WHAT IS REQUIRED — Everything from the line containing "the integer part" through the line containing "sticky bit => increment" should be repeated exactly, and nothing else from the data.

PROVIDED RECORDS —

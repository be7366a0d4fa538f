/*
    Rounding
*/

use num_bigint::{BigInt, BigUint, Sign as BigSign};
use num_integer::Integer;
use num_traits::Zero;
use tracing::debug;

use crate::{Magnitude, Number, RoundingError, RoundingResult};

/// Rounding modes for rounding a real number to an integer.
///
/// Directed modes (`Down`, `Up`, `ToZero`, `FromZero`) pick a neighbor
/// by direction alone. The `Half*` modes round to the nearest integer
/// and only differ when the number lies exactly halfway between two
/// integers. `Round05FromZero` is the decimal "round for reround" rule.
#[derive(Copy, Clone, Debug, Default, PartialEq, Eq, Hash)]
pub enum RoundingMode {
    /// Round toward -infinity (floor).
    Down,
    /// Round toward +infinity (ceiling).
    Up,
    /// Round toward zero (truncation).
    ToZero,
    /// Round away from zero.
    FromZero,
    /// Round to nearest, ties to the even neighbor.
    #[default]
    HalfEven,
    /// Round to nearest, ties to the odd neighbor.
    HalfOdd,
    /// Round to nearest, ties toward -infinity.
    HalfDown,
    /// Round to nearest, ties toward +infinity.
    HalfUp,
    /// Round to nearest, ties toward zero.
    HalfToZero,
    /// Round to nearest, ties away from zero.
    HalfFromZero,
    /// Round toward zero, unless the result would end in 0 or 5,
    /// in which case round away from zero.
    Round05FromZero,
}

/// Directions a rounding mode may resolve to once the sign is known.
#[derive(Copy, Clone, Debug, PartialEq, Eq)]
pub enum RoundingDirection {
    /// Toward zero.
    ToZero,
    /// Away from zero.
    AwayZero,
    /// Toward the neighbor that is even.
    ToEven,
    /// Toward the neighbor that is odd.
    ToOdd,
    /// Toward zero unless the truncated result ends in 0 or 5
    /// (rounding to prepare for shorter precision).
    ShorterPrecision,
}

impl RoundingMode {
    /// Every rounding mode.
    pub const ALL: [RoundingMode; 11] = [
        RoundingMode::Down,
        RoundingMode::Up,
        RoundingMode::ToZero,
        RoundingMode::FromZero,
        RoundingMode::HalfEven,
        RoundingMode::HalfOdd,
        RoundingMode::HalfDown,
        RoundingMode::HalfUp,
        RoundingMode::HalfToZero,
        RoundingMode::HalfFromZero,
        RoundingMode::Round05FromZero,
    ];

    /// Translates a `RoundingMode` and sign bit to a `RoundingDirection`
    /// and a boolean indicating if the direction only specifies tie-breaking behavior.
    pub fn direction(&self, sign: bool) -> (bool, RoundingDirection) {
        match (self, sign) {
            (RoundingMode::HalfEven, _) => (true, RoundingDirection::ToEven),
            (RoundingMode::HalfOdd, _) => (true, RoundingDirection::ToOdd),
            (RoundingMode::HalfToZero, _) => (true, RoundingDirection::ToZero),
            (RoundingMode::HalfFromZero, _) => (true, RoundingDirection::AwayZero),
            (RoundingMode::HalfUp, false) => (true, RoundingDirection::AwayZero),
            (RoundingMode::HalfUp, true) => (true, RoundingDirection::ToZero),
            (RoundingMode::HalfDown, false) => (true, RoundingDirection::ToZero),
            (RoundingMode::HalfDown, true) => (true, RoundingDirection::AwayZero),
            (RoundingMode::Up, false) => (false, RoundingDirection::AwayZero),
            (RoundingMode::Up, true) => (false, RoundingDirection::ToZero),
            (RoundingMode::Down, false) => (false, RoundingDirection::ToZero),
            (RoundingMode::Down, true) => (false, RoundingDirection::AwayZero),
            (RoundingMode::ToZero, _) => (false, RoundingDirection::ToZero),
            (RoundingMode::FromZero, _) => (false, RoundingDirection::AwayZero),
            (RoundingMode::Round05FromZero, _) => (false, RoundingDirection::ShorterPrecision),
        }
    }

    /// Returns a human-readable description of this rounding mode.
    pub const fn description(&self) -> &'static str {
        match self {
            RoundingMode::Down => "round toward -infinity",
            RoundingMode::Up => "round toward +infinity",
            RoundingMode::ToZero => "round toward zero",
            RoundingMode::FromZero => "round away from zero",
            RoundingMode::HalfEven => "round to nearest, ties to the even neighbor",
            RoundingMode::HalfOdd => "round to nearest, ties to the odd neighbor",
            RoundingMode::HalfDown => "round to nearest, ties toward -infinity",
            RoundingMode::HalfUp => "round to nearest, ties toward +infinity",
            RoundingMode::HalfToZero => "round to nearest, ties toward zero",
            RoundingMode::HalfFromZero => "round to nearest, ties away from zero",
            RoundingMode::Round05FromZero => {
                "round toward zero, unless the result would end in 0 or 5, \
                 in which case round away from zero"
            }
        }
    }
}

/// Rounding behavior shared by a sequence of operations.
///
/// For now this is only the rounding mode used when none is given
/// explicitly, `RoundingMode::HalfEven` unless configured otherwise.
#[derive(Copy, Clone, Debug, PartialEq, Eq)]
pub struct RoundingContext {
    rm: RoundingMode,
}

impl RoundingContext {
    /// Creates a new rounding context
    /// with `rm` set to `RoundingMode::HalfEven`.
    pub fn new() -> Self {
        Self {
            rm: RoundingMode::HalfEven,
        }
    }

    /// Sets the rounding mode.
    pub fn rounding_mode(mut self, rm: RoundingMode) -> Self {
        self.rm = rm;
        self
    }

    /// Returns the rounding mode.
    pub fn mode(&self) -> RoundingMode {
        self.rm
    }
}

impl Default for RoundingContext {
    fn default() -> Self {
        Self::new()
    }
}

// Returns true if the rounding information implies the integer part
// should be incremented by 1, that is, rounded away from zero.
fn round_requires_increment(
    sign: bool,
    integer: &BigUint,
    half_bit: bool,
    sticky_bit: bool,
    rm: RoundingMode,
) -> bool {
    match rm.direction(sign) {
        (true, RoundingDirection::ToEven) => {
            // no half bit => truncate
            // half bit and sticky bit => increment
            // tie => increment if odd since we want it to be even
            half_bit && (sticky_bit || integer.is_odd())
        }
        (true, RoundingDirection::ToOdd) => {
            // tie => increment if even
            half_bit && (sticky_bit || integer.is_even())
        }
        (true, RoundingDirection::AwayZero) => {
            // half bit => increment (tie requires increment)
            half_bit
        }
        (true, RoundingDirection::ToZero) => {
            // tie => truncate
            half_bit && sticky_bit
        }
        (true, RoundingDirection::ShorterPrecision) => {
            // (unused)
            // tie => increment if the last digit is 0 or 5
            half_bit && (sticky_bit || (integer % 5u32).is_zero())
        }
        (false, RoundingDirection::AwayZero) => {
            // increment if not exact
            half_bit || sticky_bit
        }
        (false, RoundingDirection::ToZero) => {
            // always truncate
            false
        }
        (false, RoundingDirection::ToEven) => {
            // (unused)
            // result needs to be even
            (half_bit || sticky_bit) && integer.is_odd()
        }
        (false, RoundingDirection::ToOdd) => {
            // (unused)
            // result needs to be odd
            (half_bit || sticky_bit) && integer.is_even()
        }
        (false, RoundingDirection::ShorterPrecision) => {
            // last digit of the truncated result needs to be neither 0 nor 5
            (half_bit || sticky_bit) && (integer % 5u32).is_zero()
        }
    }
}

/// Rounds a finite number, given as a `Magnitude`, to an integer
/// using the rounding mode `rm`. Returns the sign bit of the input
/// and the absolute value of the result.
pub fn round_magnitude(m: Magnitude, rm: RoundingMode) -> (bool, BigUint) {
    let increment =
        round_requires_increment(m.sign(), m.integer(), m.half_bit(), m.sticky_bit(), rm);
    let sign = m.sign();
    let mut i = m.into_integer();
    if increment {
        i += 1u32;
    }
    (sign, i)
}

/// Rounds `x` to an integer using the rounding mode `rm`.
///
/// Integers cannot represent infinities or NaNs, so an infinite `x`
/// raises `RoundingError::Overflow` and a NaN raises
/// `RoundingError::InvalidValue`. Integers also carry no signed zero:
/// any zero result is the plain integer 0.
pub fn round_to_integer<N: Number>(x: &N, rm: RoundingMode) -> RoundingResult<BigInt> {
    match x.magnitude() {
        Some(m) => {
            let (s, i) = round_magnitude(m, rm);
            let sign = if s { BigSign::Minus } else { BigSign::Plus };
            Ok(BigInt::from_biguint(sign, i))
        }
        None if x.is_nan() => {
            debug!(?rm, "cannot round NaN to an integer");
            Err(RoundingError::InvalidValue)
        }
        None => {
            debug!(?rm, sign = x.sign(), "cannot round infinity to an integer");
            Err(RoundingError::Overflow)
        }
    }
}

ANSWER SECTION —
// Returns true if the rounding information implies the integer part
// should be incremented by 1, that is, rounded away from zero.
fn round_requires_increment(
    sign: bool,
    integer: &BigUint,
    half_bit: bool,
    sticky_bit: bool,
    rm: RoundingMode,
) -> bool {
    match rm.direction(sign) {
        (true, RoundingDirection::ToEven) => {
            // no half bit => truncate
            // half bit and sticky bit => increment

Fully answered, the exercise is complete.